::: Data for review

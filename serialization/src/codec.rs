//! Encode/decode hooks invoked by the cache's serialization layer.

use prost::bytes::{Buf, BufMut};

use crate::config::CodecConfig;
use crate::error::{DeserializationError, SerializationError};

/// A value with a self-delimiting binary form.
///
/// Implementors describe their layout through [`encoded_len`](BinaryCodec::encoded_len),
/// [`encode_raw`](BinaryCodec::encode_raw) and [`decode_with`](BinaryCodec::decode_with);
/// the capacity check and the convenience entry points are provided.
pub trait BinaryCodec: Sized {
  /// Error returned by decoding. Type-level validation failures are reported
  /// through it alongside format errors.
  type Error: From<DeserializationError>;

  /// Exact number of bytes [`encode_raw`](BinaryCodec::encode_raw) writes.
  fn encoded_len(&self) -> usize;

  /// Writes the encoded form. The sink must have at least
  /// [`encoded_len`](BinaryCodec::encoded_len) bytes of remaining capacity.
  fn encode_raw(&self, sink: &mut impl BufMut);

  /// Reads exactly one value from `source`.
  fn decode_with(source: &mut impl Buf, config: &CodecConfig) -> Result<Self, Self::Error>;

  /// Appends the encoded form to `sink`, or fails without writing.
  fn encode(&self, sink: &mut impl BufMut) -> Result<(), SerializationError> {
    let required = self.encoded_len();
    let remaining = sink.remaining_mut();
    if required > remaining {
      return Err(SerializationError::InsufficientCapacity { required, remaining });
    }
    self.encode_raw(sink);
    Ok(())
  }

  fn encode_to_vec(&self) -> Vec<u8> {
    let mut buf = Vec::with_capacity(self.encoded_len());
    self.encode_raw(&mut buf);
    buf
  }

  fn decode(source: &mut impl Buf) -> Result<Self, Self::Error> {
    Self::decode_with(source, &CodecConfig::default())
  }
}
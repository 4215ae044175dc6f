use nexus_cache_serialization_rs::DeserializationError;
use thiserror::Error;

use crate::deferred::KeyState;

#[derive(Debug, Clone, PartialEq, Eq, Error)]
pub enum KeyError {
  #[error("invalid argument: {0}")]
  InvalidArgument(&'static str),
  #[error("{operation} is not permitted while the key is {state}")]
  InvalidState { operation: &'static str, state: KeyState },
  #[error("malformed input: {0}")]
  MalformedInput(#[from] DeserializationError),
}
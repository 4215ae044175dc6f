use super::*;
use rstest::rstest;

fn written(value: &str) -> Vec<u8> {
  let mut buf = Vec::new();
  put_string(&mut buf, value);
  buf
}

fn read(source: &mut impl Buf) -> Result<String, DeserializationError> {
  read_string_with(source, &CodecConfig::default())
}

#[test]
fn put_string_emits_length_then_bytes() {
  assert_eq!(written("x"), vec![0x01, b'x']);
}

#[test]
fn long_strings_use_multi_byte_length() {
  let value = "a".repeat(300);
  let buf = written(&value);

  // 300 = 0b1_0010_1100 -> 0xac 0x02
  assert_eq!(&buf[..2], &[0xac, 0x02]);
  assert_eq!(buf.len(), encoded_string_len(&value));

  let decoded = read(&mut buf.as_slice()).expect("read");
  assert_eq!(decoded, value);
}

#[rstest]
#[case("orders-queue")]
#[case("żółć-set")]
#[case("")]
fn read_string_restores_written_value(#[case] value: &str) {
  let buf = written(value);
  assert_eq!(buf.len(), encoded_string_len(value));
  let decoded = read(&mut buf.as_slice()).expect("read");
  assert_eq!(decoded, value);
}

#[test]
fn read_string_leaves_trailing_bytes() {
  let mut buf = written("first");
  buf.extend_from_slice(b"tail");

  let mut source = buf.as_slice();
  assert_eq!(read(&mut source).expect("read"), "first");
  assert_eq!(source, b"tail");
}

#[test]
fn read_string_spans_chained_chunks() {
  let buf = written("orders-queue");
  let (head, tail) = buf.split_at(4);
  let mut source = head.chain(tail);
  assert_eq!(read(&mut source).expect("read"), "orders-queue");
  assert!(!source.has_remaining());
}

#[test]
fn empty_source_is_truncated() {
  let err = read(&mut &b""[..]).expect_err("empty");
  assert_eq!(
    err,
    DeserializationError::Truncated {
      needed: 1,
      remaining: 0,
    }
  );
}

#[test]
fn short_payload_is_truncated() {
  let bytes = [0x05, b'a', b'b'];
  let err = read(&mut &bytes[..]).expect_err("short");
  assert_eq!(
    err,
    DeserializationError::Truncated {
      needed: 5,
      remaining: 2,
    }
  );
}

#[test]
fn huge_declared_length_is_truncated_before_allocating() {
  let mut bytes = Vec::new();
  encode_varint(u64::MAX, &mut bytes);
  bytes.push(b'a');
  let err = read(&mut bytes.as_slice()).expect_err("huge");
  assert!(matches!(
    err,
    DeserializationError::Truncated { remaining: 1, .. } | DeserializationError::LengthOverflow(_)
  ));
}

#[test]
fn unterminated_varint_is_rejected() {
  let bytes = [0x80u8];
  let err = read(&mut &bytes[..]).expect_err("varint");
  assert!(matches!(err, DeserializationError::InvalidLengthPrefix(_)));
}

#[test]
fn overlong_varint_is_rejected() {
  let bytes = [0xffu8; 11];
  let err = read(&mut &bytes[..]).expect_err("varint");
  assert!(matches!(err, DeserializationError::InvalidLengthPrefix(_)));
}

#[test]
fn invalid_utf8_is_rejected() {
  let bytes = [0x02u8, 0xc3, 0x28];
  let err = read(&mut &bytes[..]).expect_err("utf8");
  assert!(matches!(err, DeserializationError::InvalidUtf8(_)));
}

#[test]
fn configured_limit_is_enforced() {
  let buf = written("abcdef");

  let config = CodecConfig::new().with_max_string_len(4);
  let err = read_string_with(&mut buf.as_slice(), &config).expect_err("limit");
  assert_eq!(err, DeserializationError::LengthLimitExceeded { len: 6, limit: 4 });

  let config = CodecConfig::new().with_max_string_len(6);
  assert_eq!(read_string_with(&mut buf.as_slice(), &config).expect("read"), "abcdef");
}
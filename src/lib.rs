//! catalog-admin library
//!
//! Back-office console for a product catalog: CRUD screens for categories,
//! brands, products and console users over in-memory or PostgreSQL storage.

use shadow_rs::shadow;
shadow!(build);

pub mod api;
pub mod cli;
pub mod config;
pub mod db;
pub mod error;
pub mod logger;
pub mod models;
pub mod repositories;
pub mod schema;
pub mod server;
pub mod services;
pub mod state;
pub mod utils;

pub use state::AppState;

pub fn pkg_version() -> &'static str {
    build::PKG_VERSION
}

pub fn clap_long_version() -> &'static str {
    build::CLAP_LONG_VERSION
}
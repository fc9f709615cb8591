//! Brand repository for async database operations.

use async_trait::async_trait;
use diesel::prelude::*;
use diesel_async::RunQueryDsl;

use super::contains_pattern;
use crate::db::AsyncDbPool;
use crate::error::{AppError, AppResult};
use crate::models::{Brand, Entity};
use crate::repositories::Repository;
use crate::schema::brands;

#[derive(Debug, Queryable, Selectable)]
#[diesel(table_name = brands)]
#[diesel(check_for_backend(diesel::pg::Pg))]
struct BrandRow {
    id: i64,
    name: String,
}

impl From<BrandRow> for Brand {
    fn from(row: BrandRow) -> Self {
        Brand::new(row.id, row.name)
    }
}

#[derive(Insertable, AsChangeset)]
#[diesel(table_name = brands)]
struct BrandChanges<'a> {
    name: &'a str,
}

/// Brand repository holding an async connection pool.
#[derive(Clone)]
pub struct PgBrandRepository {
    pool: AsyncDbPool,
}

impl PgBrandRepository {
    pub fn new(pool: AsyncDbPool) -> Self {
        Self { pool }
    }
}

#[async_trait]
impl Repository<Brand> for PgBrandRepository {
    async fn find_all(&self) -> AppResult<Vec<Brand>> {
        use crate::schema::brands::dsl::*;
        let mut conn = self.pool.get().await?;

        let rows = brands
            .order(id.asc())
            .select(BrandRow::as_select())
            .load(&mut conn)
            .await?;
        Ok(rows.into_iter().map(Brand::from).collect())
    }

    async fn search(&self, keyword: &str) -> AppResult<Vec<Brand>> {
        use crate::schema::brands::dsl::*;
        let mut conn = self.pool.get().await?;

        let rows = brands
            .filter(name.ilike(contains_pattern(keyword)))
            .order(id.asc())
            .select(BrandRow::as_select())
            .load(&mut conn)
            .await?;
        Ok(rows.into_iter().map(Brand::from).collect())
    }

    async fn find_by_key(&self, key: &str) -> AppResult<Option<Brand>> {
        use crate::schema::brands::dsl::*;
        let mut conn = self.pool.get().await?;

        let row = brands
            .filter(name.eq(key))
            .select(BrandRow::as_select())
            .first(&mut conn)
            .await
            .optional()?;
        Ok(row.map(Brand::from))
    }

    async fn find_by_id(&self, brand_id: i64) -> AppResult<Option<Brand>> {
        let mut conn = self.pool.get().await?;

        let row = brands::table
            .find(brand_id)
            .select(BrandRow::as_select())
            .first(&mut conn)
            .await
            .optional()?;
        Ok(row.map(Brand::from))
    }

    async fn save(&self, entity: Brand) -> AppResult<Brand> {
        let mut conn = self.pool.get().await?;
        let changes = BrandChanges { name: &entity.name };

        let row = match entity.id {
            None => {
                diesel::insert_into(brands::table)
                    .values(&changes)
                    .returning(BrandRow::as_returning())
                    .get_result(&mut conn)
                    .await?
            }
            Some(brand_id) => diesel::update(brands::table.find(brand_id))
                .set(&changes)
                .returning(BrandRow::as_returning())
                .get_result(&mut conn)
                .await
                .optional()?
                .ok_or_else(|| AppError::not_found(Brand::ENTITY, brand_id))?,
        };
        Ok(row.into())
    }

    async fn delete(&self, brand_id: i64) -> AppResult<()> {
        let mut conn = self.pool.get().await?;

        diesel::delete(brands::table.find(brand_id))
            .execute(&mut conn)
            .await?;
        Ok(())
    }
}
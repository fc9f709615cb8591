//! CLI argument validation functions
//!
//! Value parsers for arguments whose checks go beyond a plain type parse.

use std::fs;
use std::path::PathBuf;

/// Port must parse as `u16` and be non-zero.
pub fn validate_port(port_str: &str) -> Result<u16, String> {
    let port: u16 = port_str.parse().map_err(|_| {
        format!("Port must be a valid number between 1 and 65535, got: '{port_str}'")
    })?;

    if port == 0 {
        return Err("Port must be between 1 and 65535. Port 0 is not allowed.".to_string());
    }

    Ok(port)
}

/// The path must name an existing, readable file.
pub fn validate_config_file_path(path_str: &str) -> Result<PathBuf, String> {
    let path = PathBuf::from(path_str);

    if !path.exists() {
        return Err(format!("Configuration file does not exist: '{path_str}'"));
    }

    if !path.is_file() {
        return Err(format!("Configuration path is not a file: '{path_str}'"));
    }

    fs::File::open(&path)
        .map(|_| path)
        .map_err(|e| format!("Cannot read configuration file '{path_str}': {e}"))
}

/// Between 1 and 100 steps.
pub fn validate_rollback_steps(steps_str: &str) -> Result<u32, String> {
    let steps: u32 = steps_str.parse().map_err(|_| {
        format!("Rollback steps must be a valid positive number, got: '{steps_str}'")
    })?;

    match steps {
        0 => Err("Rollback steps must be greater than 0".to_string()),
        101.. => Err("Rollback steps cannot exceed 100".to_string()),
        _ => Ok(steps),
    }
}

/// Accepts `localhost`, dotted IPv4 addresses and hostnames.
pub fn validate_host_address(host_str: &str) -> Result<String, String> {
    let host = host_str.trim();

    if host.is_empty() {
        return Err("Host address cannot be empty".to_string());
    }

    if host.contains(' ') {
        return Err("Host address cannot contain spaces".to_string());
    }

    if host.chars().all(|c| c.is_ascii_digit() || c == '.') {
        let parts: Vec<&str> = host.split('.').collect();
        if parts.len() != 4 || parts.iter().any(|p| p.parse::<u8>().is_err()) {
            return Err(format!("Invalid IPv4 address format: '{host_str}'"));
        }
        return Ok(host.to_string());
    }

    if host.len() > 253 {
        return Err("Host address is too long (maximum 253 characters)".to_string());
    }

    Ok(host.to_string())
}
//! Configuration merger for CLI arguments and config files
//!
//! CLI arguments override whatever the configuration files and environment
//! variables produced.

use super::parser::{Cli, Commands};
use crate::config::error::ConfigError;
use crate::config::{ConfigLoader, Settings};

/// Applies CLI overrides on top of loaded settings.
pub struct ConfigurationMerger {
    base_config: Settings,
}

impl ConfigurationMerger {
    pub fn new(base_config: Settings) -> Self {
        Self { base_config }
    }

    /// Loads the base settings, honouring `--config` and `--env`.
    pub fn load(cli: &Cli) -> Result<Self, ConfigError> {
        let mut loader = ConfigLoader::new()?;
        if let Some(env) = cli.env {
            loader = loader.with_environment(env.into());
        }
        if let Some(path) = &cli.config {
            loader = loader.with_config_file(path);
        }

        Ok(Self::new(loader.load()?))
    }

    /// Returns the settings with CLI overrides applied, validated again.
    pub fn merge_cli_args(&self, cli: &Cli) -> Result<Settings, ConfigError> {
        let mut config = self.base_config.clone();

        if cli.verbose {
            config.logger.level = "debug".to_string();
        } else if cli.quiet {
            config.logger.level = "error".to_string();
        }

        if let Some(Commands::Serve {
            host,
            port,
            log_level,
            dry_run: _,
        }) = &cli.command
        {
            if let Some(host) = host {
                config.server.host = host.clone();
            }
            if let Some(port) = port {
                config.server.port = *port;
            }
            // Command-level level wins over the global flags.
            if let Some(level) = log_level {
                config.logger.level = level.as_str().to_string();
            }
        }

        config.validate()?;
        Ok(config)
    }

    pub fn config(&self) -> &Settings {
        &self.base_config
    }
}
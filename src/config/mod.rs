//! Configuration management module for catalog-admin
//!
//! # Configuration Priority (lowest to highest)
//! 1. `default.toml` - Base default configuration
//! 2. `{environment}.toml` - Environment-specific configuration
//! 3. `local.toml` - Local development overrides (not committed to version control)
//! 4. `CATALOG_*` environment variables

pub mod environment;
pub mod error;
pub mod loader;
pub mod settings;
pub mod validation;

pub use environment::Environment;
pub use loader::ConfigLoader;
pub use settings::{
    DatabaseConfig, FlashConfig, ServerConfig, Settings, StorageBackend, StorageConfig,
    UploadConfig,
};
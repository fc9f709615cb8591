//! Migrate command handler
//!
//! Applies, previews or reverts the embedded schema migrations. Only
//! meaningful for the postgres storage backend.

use crate::config::{Settings, StorageBackend};
use crate::db::{MigrationMode, run_migrations};
use crate::error::{AppError, AppResult};

pub struct MigrateCommandHandler {
    config: Settings,
}

impl MigrateCommandHandler {
    pub fn new(config: Settings) -> Self {
        Self { config }
    }

    /// # Errors
    /// - `Validation` when the storage backend is not postgres
    /// - Database connection and migration errors
    pub async fn execute(&self, dry_run: bool, rollback: Option<u32>) -> AppResult<()> {
        if self.config.storage.backend != StorageBackend::Postgres {
            return Err(AppError::Validation {
                field: "storage.backend".to_string(),
                reason: format!(
                    "Migrations require the postgres backend, configured backend is '{}'",
                    self.config.storage.backend
                ),
            });
        }
        self.config.database.validate()?;

        let mode = match (dry_run, rollback) {
            (true, _) => MigrationMode::Pending,
            (false, Some(steps)) => MigrationMode::Revert(steps),
            (false, None) => MigrationMode::Apply,
        };

        let versions = run_migrations(&self.config.database.url, mode).await?;
        report(mode, &versions);
        Ok(())
    }

    pub fn config(&self) -> &Settings {
        &self.config
    }
}

fn report(mode: MigrationMode, versions: &[String]) {
    match mode {
        MigrationMode::Pending if versions.is_empty() => {
            println!("✓ No pending migrations found - database is up to date");
        }
        MigrationMode::Pending => {
            println!("Found {} pending migration(s):", versions.len());
            for version in versions {
                println!("  - {version}");
            }
            println!("\nRun without --dry-run to apply these migrations");
        }
        MigrationMode::Apply if versions.is_empty() => {
            println!("✓ No migrations to apply - database is already up to date");
        }
        MigrationMode::Apply => {
            println!("✓ Applied {} migration(s):", versions.len());
            for version in versions {
                println!("  - {version}");
            }
        }
        MigrationMode::Revert(_) => {
            println!("✓ Rolled back {} migration(s):", versions.len());
            for version in versions {
                println!("  - {version}");
            }
        }
    }
}
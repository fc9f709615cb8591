//! Command executor for dispatching CLI commands

use super::handlers::{MigrateCommandHandler, ServeCommandHandler};
use super::parser::{Cli, Commands};
use crate::config::Settings;
use crate::error::{AppError, AppResult};

/// Dispatches the parsed command; no subcommand means `serve`.
pub async fn execute_command(cli: &Cli, settings: Settings) -> AppResult<()> {
    cli.validate().map_err(|reason| AppError::Validation {
        field: "cli_arguments".to_string(),
        reason,
    })?;

    match &cli.command {
        Some(Commands::Serve { dry_run, .. }) => {
            ServeCommandHandler::new(settings).execute(*dry_run).await
        }
        None => ServeCommandHandler::new(settings).execute(false).await,
        Some(Commands::Migrate { dry_run, rollback }) => {
            if let Some(steps) = rollback.filter(|steps| *steps > 50) {
                tracing::warn!(steps, "Rolling back a large number of migrations");
            }
            MigrateCommandHandler::new(settings)
                .execute(*dry_run, *rollback)
                .await
        }
    }
}

#[cfg(test)]
mod tests {
    use super::*;
    use clap::Parser;

    #[tokio::test]
    async fn test_execute_serve_dry_run() {
        let cli = Cli::try_parse_from(["catalog-admin", "serve", "--dry-run"]).unwrap();
        assert!(execute_command(&cli, Settings::default()).await.is_ok());
    }

    #[tokio::test]
    async fn test_conflicting_args_rejected_before_dispatch() {
        let cli = Cli {
            command: Some(Commands::Migrate {
                dry_run: true,
                rollback: Some(5),
            }),
            config: None,
            env: None,
            verbose: false,
            quiet: false,
        };

        let result = execute_command(&cli, Settings::default()).await;
        assert!(matches!(result, Err(AppError::Validation { .. })));
    }
}
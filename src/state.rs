//! Application state for Axum web framework.
//!
//! Contains shared services and resources that are accessible
//! across all request handlers.

use std::time::Duration;

use crate::api::flash::FlashStore;
use crate::config::{Settings, StorageBackend};
use crate::repositories::Repositories;
use crate::services::{ProductImageService, Services};

/// Application state containing all shared services and resources.
///
/// Cloning is cheap: services and the flash store only hold `Arc`s.
#[derive(Clone)]
pub struct AppState {
    /// All business logic services
    pub services: Services,
    /// Pending one-shot redirect messages
    pub flash: FlashStore,
    /// Backend the repositories were built for, reported by `/health`
    pub storage: StorageBackend,
}

impl AppState {
    /// Wires services over `repos` using the flash and upload settings.
    pub fn new(repos: Repositories, settings: &Settings) -> Self {
        let product_images =
            ProductImageService::new(settings.upload.allowed_image_extensions.iter());

        Self {
            services: Services::new(repos, product_images),
            flash: FlashStore::new(Duration::from_secs(settings.flash.ttl_seconds)),
            storage: settings.storage.backend,
        }
    }

    /// Fresh in-memory state with default settings.
    pub fn in_memory() -> Self {
        Self::new(Repositories::in_memory(), &Settings::default())
    }
}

::::::

§ **What to produce**:
Look through the entries above and find each line where the word "BinaryCodec" occurs; copy those lines.

§ **Result below**:
/// Implementors describe their layout through [`encoded_len`](BinaryCodec::encoded_len),
/// [`encode_raw`](BinaryCodec::encode_raw) and [`decode_with`](BinaryCodec::decode_with);
pub trait BinaryCodec: Sized {
  /// Exact number of bytes [`encode_raw`](BinaryCodec::encode_raw) writes.
  /// [`encoded_len`](BinaryCodec::encoded_len) bytes of remaining capacity.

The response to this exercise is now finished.